How about because that's what most employers do? Don't most decent employers contribute to your pension plan? Taking into consideration the contribution the government makes to my pension this brings our average salary up to £25500. The average salary for a software developer in the Edinburgh area is £30k. You do the math. Would you like to increase salaries to be in line with the national average or shall we continue to let the government pull the wool over everyone's eyes and make like we are actually really well off?
 
Its amazing really that we allowed such back breaking work for so long, considering all that was needed was to put some new fangled technology (the wheel) on a bin, and a lifter on the bin lorry.

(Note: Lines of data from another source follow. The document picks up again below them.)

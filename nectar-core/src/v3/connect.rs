use crate::{
    err::{DecodeError, DecodeErrorKind, EncodeError},
    io::{decode_bytes, decode_u16, decode_u8, decode_utf8, encode_bytes, encode_packet_length, encode_utf8},
    qos::QosLevel,
    v3::PacketType,
};
use bytes::{BufMut, Bytes, BytesMut};

/*
 * After a Network Connection is established, the first packet sent from the
 * Client to the Server MUST be a CONNECT packet [MQTT-3.1.0-1].
 *
 * The variable header holds the protocol name, the protocol level, the
 * connect flags and the keep alive interval. The payload holds the client
 * identifier and, depending on the connect flags, the will topic, will
 * payload, user name and password, in that order.
 */
#[derive(Clone, PartialEq, Debug)]
pub struct ConnectPacket {
    /*
     * The Protocol Level for version 3.1.1 is 4 (0x04). The Server MUST
     * respond to an unsupported level with CONNACK return code 0x01 and
     * then disconnect the Client [MQTT-3.1.2-2], so an unexpected level is
     * carried through decode and left to the session handler.
     */
    level: u8,

    conn_flags: ConnectFlags,

    /*
     * Maximum interval in seconds permitted to elapse between two control
     * packets from the Client. The Server MUST disconnect a Client that
     * stays silent for one and a half times the Keep Alive period
     * [MQTT-3.1.2-24]. A value of zero turns the mechanism off.
     */
    pub keep_alive: u16,

    pub client_id: String,

    pub will: Option<Will>,

    username: Option<String>,

    password: Option<Bytes>,
}

impl ConnectPacket {
    pub fn decode(bytes: &mut Bytes) -> Result<Self, DecodeError> {
        let protocol_name = decode_utf8(bytes)?;

        if protocol_name != PROTOCOL_NAME {
            return Err(DecodeError::new(
                DecodeErrorKind::InvalidProtocol,
                format!("Expected protocol name \"MQTT\", received \"{protocol_name}\"."),
            ));
        }

        let level = decode_u8(bytes)?;

        let conn_flags = ConnectFlags::from_byte(decode_u8(bytes)?)?;

        let keep_alive = decode_u16(bytes)?;

        let client_id = decode_utf8(bytes)?;

        let mut will = None;

        if conn_flags.will() {
            let topic = decode_utf8(bytes)?;
            let payload = decode_bytes(bytes)?;

            will = Some(Will::new(
                topic,
                payload,
                conn_flags.will_qos(),
                conn_flags.will_retain(),
            ));
        }

        let username = if conn_flags.username() {
            Some(decode_utf8(bytes)?)
        } else {
            None
        };

        let password = if conn_flags.password() {
            Some(decode_bytes(bytes)?)
        } else {
            None
        };

        return Ok(Self {
            level,
            conn_flags,
            keep_alive,
            client_id,
            will,
            username,
            password,
        });
    }

    pub fn encode(&self) -> Result<Bytes, EncodeError> {
        // protocol name, level byte, connect flags byte, keep alive.
        let mut len = 2 + PROTOCOL_NAME.len() + 1 + 1 + 2;

        len += 2 + self.client_id.len();

        if let Some(will) = &self.will {
            len += 2 + will.topic.len();
            len += 2 + will.payload.len();
        }

        if let Some(username) = &self.username {
            len += 2 + username.len();
        }

        if let Some(password) = &self.password {
            len += 2 + password.len();
        }

        let mut bytes = BytesMut::with_capacity(len + 2);

        bytes.put_u8(PacketType::CONNECT as u8);
        encode_packet_length(&mut bytes, len)?;

        encode_utf8(&mut bytes, PROTOCOL_NAME);
        bytes.put_u8(self.level);
        bytes.put_u8(self.conn_flags.as_byte());
        bytes.put_u16(self.keep_alive);

        encode_utf8(&mut bytes, &self.client_id);

        if let Some(will) = &self.will {
            encode_utf8(&mut bytes, &will.topic);
            encode_bytes(&mut bytes, &will.payload);
        }

        if let Some(username) = &self.username {
            encode_utf8(&mut bytes, username);
        }

        if let Some(password) = &self.password {
            encode_bytes(&mut bytes, password);
        }

        return Ok(bytes.into());
    }

    pub fn new(
        clean_session: bool,
        keep_alive: u16,
        client_id: String,
        will: Option<Will>,
        username: Option<String>,
        password: Option<Bytes>,
    ) -> Self {
        let mut conn_flags = ConnectFlags::default();

        if username.is_some() {
            conn_flags.set_username(true);
        }

        if password.is_some() {
            conn_flags.set_password(true);
        }

        if let Some(will) = &will {
            conn_flags.set_will(true);
            conn_flags.set_will_qos(will.qos);
            conn_flags.set_will_retain(will.retain);
        }

        conn_flags.set_clean_session(clean_session);

        return Self {
            level: PROTOCOL_LEVEL,
            conn_flags,
            keep_alive,
            client_id,
            will,
            username,
            password,
        };
    }

    pub fn level(&self) -> u8 {
        return self.level;
    }

    pub fn client_id(&self) -> &str {
        return &self.client_id;
    }

    pub fn clean_session(&self) -> bool {
        return self.conn_flags.clean_session();
    }

    pub fn username(&self) -> Option<&str> {
        return self.username.as_deref();
    }

    pub fn password(&self) -> Option<&[u8]> {
        return self.password.as_deref();
    }
}

pub const PROTOCOL_NAME: &str = "MQTT";
pub const PROTOCOL_LEVEL: u8 = 4;

/// The message the Server publishes on behalf of the Client when the
/// network connection closes without a DISCONNECT packet first.
#[derive(Debug, Clone, PartialEq, Eq)]
pub struct Will {
    pub topic: String,
    pub payload: Bytes,
    pub qos: QosLevel,
    pub retain: bool,
}

impl Will {
    pub fn new(topic: String, payload: Bytes, qos: QosLevel, retain: bool) -> Self {
        return Self {
            topic,
            payload,
            qos,
            retain,
        };
    }
}

const USERNAME: u8 = 0b1000_0000;
const PASSWORD: u8 = 0b0100_0000;
const WILL_RETAIN: u8 = 0b0010_0000;
const WILL_QOS_BITS: u8 = 0b0001_1000;
const WILL: u8 = 0b0000_0100;
const CLEAN_SESSION: u8 = 0b0000_0010;
const RESERVED_BIT: u8 = 0b0000_0001;

#[derive(Clone, Copy, PartialEq, Eq, PartialOrd, Ord, Debug)]
pub struct ConnectFlags {
    byte: u8,
}

impl ConnectFlags {
    pub fn from_byte(byte: u8) -> Result<Self, DecodeError> {
        if byte & RESERVED_BIT == RESERVED_BIT {
            return Err(DecodeError::new(
                DecodeErrorKind::ProtocolError,
                format!("The reserved connect flag bit must be zero, received {byte:#010b}."),
            ));
        }

        // Will QoS may only be 0, 1 or 2 [MQTT-3.1.2-14].
        if (byte & WILL_QOS_BITS) >> 3 == 3 {
            return Err(DecodeError::new(
                DecodeErrorKind::WillQoS,
                String::from("Will QoS cannot be set to 3."),
            ));
        }

        if byte & WILL == 0 && byte & (WILL_QOS_BITS | WILL_RETAIN) != 0 {
            return Err(DecodeError::new(
                DecodeErrorKind::Will,
                format!(
                    "Will QoS or Will Retain set without the Will flag itself, received {byte:#010b}."
                ),
            ));
        }

        if byte & PASSWORD == PASSWORD && byte & USERNAME == 0 {
            return Err(DecodeError::new(
                DecodeErrorKind::UsernamePassword,
                format!("Password flag set without the Username flag, received {byte:#010b}."),
            ));
        }

        return Ok(Self { byte });
    }

    pub fn as_byte(&self) -> u8 {
        return self.byte;
    }

    pub fn will_qos(&self) -> QosLevel {
        // from_byte already rejected the value 3.
        match (self.byte & WILL_QOS_BITS) >> 3 {
            1 => return QosLevel::AtLeastOnce,
            2 => return QosLevel::ExactlyOnce,
            _ => return QosLevel::AtMostOnce,
        }
    }

    pub fn set_will_qos(&mut self, value: QosLevel) {
        self.byte = self.byte & !WILL_QOS_BITS;
        self.byte = self.byte | ((value as u8) << 3);
    }

    pub fn username(&self) -> bool {
        return self.byte & USERNAME == USERNAME;
    }

    pub fn set_username(&mut self, val: bool) {
        if val {
            self.byte = self.byte | USERNAME;
        } else {
            self.byte = self.byte & !USERNAME;
        }
    }

    pub fn password(&self) -> bool {
        return self.byte & PASSWORD == PASSWORD;
    }

    pub fn set_password(&mut self, val: bool) {
        if val {
            self.byte = self.byte | PASSWORD;
        } else {
            self.byte = self.byte & !PASSWORD;
        }
    }

    pub fn will_retain(&self) -> bool {
        return self.byte & WILL_RETAIN == WILL_RETAIN;
    }

    pub fn set_will_retain(&mut self, val: bool) {
        if val {
            self.byte = self.byte | WILL_RETAIN;
        } else {
            self.byte = self.byte & !WILL_RETAIN;
        }
    }

    pub fn will(&self) -> bool {
        return self.byte & WILL == WILL;
    }

    pub fn set_will(&mut self, val: bool) {
        if val {
            self.byte = self.byte | WILL;
        } else {
            self.byte = self.byte & !WILL;
        }
    }

    pub fn clean_session(&self) -> bool {
        return self.byte & CLEAN_SESSION == CLEAN_SESSION;
    }

    pub fn set_clean_session(&mut self, val: bool) {
        if val {
            self.byte = self.byte | CLEAN_SESSION;
        } else {
            self.byte = self.byte & !CLEAN_SESSION;
        }
    }
}

impl Default for ConnectFlags {
    fn default() -> Self {
        return Self { byte: 0 };
    }
}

When I was a wee lad our bins had to be on bricks, and a guy would come round and pick it up with what was basically a manual forklift truck device, and take it to the kerb, thus the bin men when they arrived "only" had to lift it to empty it into the laorry, then they carried the empty bin back. Of course we had far less waste in the old days.

Brian
 
ah but what the govement is putting in is more than this - if the govement of the day was putting in say 5-6 % and it was matched by the employee this would be fair - however given that public sector works can retire at 60 there is 5 years of 12% that is being funded straight away - I am not blaming the public sector - its the Goverement ( all parties) -however Public sector workers must realise that there has to be some adjustment and either a increase in retirement age or a reduction (or a mixure of both) is on the cards -

what the govement need to do is fix the pensions from day 1 - new employees have to contribute into a stakeholder scheme - one this is not funded by the govement (other than normal monthly contributions as a normal employee ) then the monies in this are ringfenced for this individual

a new legislation was/is to come into effect that from xxxx date all employees are tob e entered into a pension scheme where 3-4 % is paid by the employer and 1% by the employee - ( slight variables along the way) -as there are a lot of companyies that don't offer any pension arrangments

less than half offer a decent pension arrangement
 
ah but what the govement is putting in is more than this - if the govement of the day was putting in say 5-6 % and it was matched by the employee this would be fair - however given that public sector works can retire at 60 there is 5 years of 12% that is being funded straight away - I am not blaming the public sector - its the Goverement ( all parties) -however Public sector workers must realise that there has to be some adjustment and either a increase in retirement age or a reduction (or a mixure of both) is on the cards -

what the govement need to do is fix the pensions from day 1 - new employees have to contribute into a stakeholder scheme - one this is not funded by the govement (other than normal monthly contributions as a normal employee ) then the monies in this are ringfenced for this individual

a new legislation was/is to come into effect that from xxxx date all employees are tob e entered into a pension scheme where 3-4 % is paid by the employer and 1% by the employee - ( slight variables along the way) -as there are a lot of companyies that don't offer any pension arrangments

less than half offer a decent pension arrangement

Are you actually trying to say that if I retired at 60 the government would continue to pay my pension contributions until I turn 65, as well as paying me out my pension? I would love to hear more about this, hell, I would love to sign up to this! As far as I have been advised, by my employers as well as our union, if I retire early my pension contributions are taken into account, my pension is paid out pro-rata. If what you were suggesting was true then ALL council employees would opt for that option!
 
When I was a wee lad our bins had to be on bricks, and a guy would come round and pick it up with what was basically a manual forklift truck device, and take it to the kerb, thus the bin men when they arrived "only" had to lift it to empty it into the laorry, then they carried the empty bin back. Of course we had far less waste in the old days.

Brian


How did the little old lady get the bin onto bricks?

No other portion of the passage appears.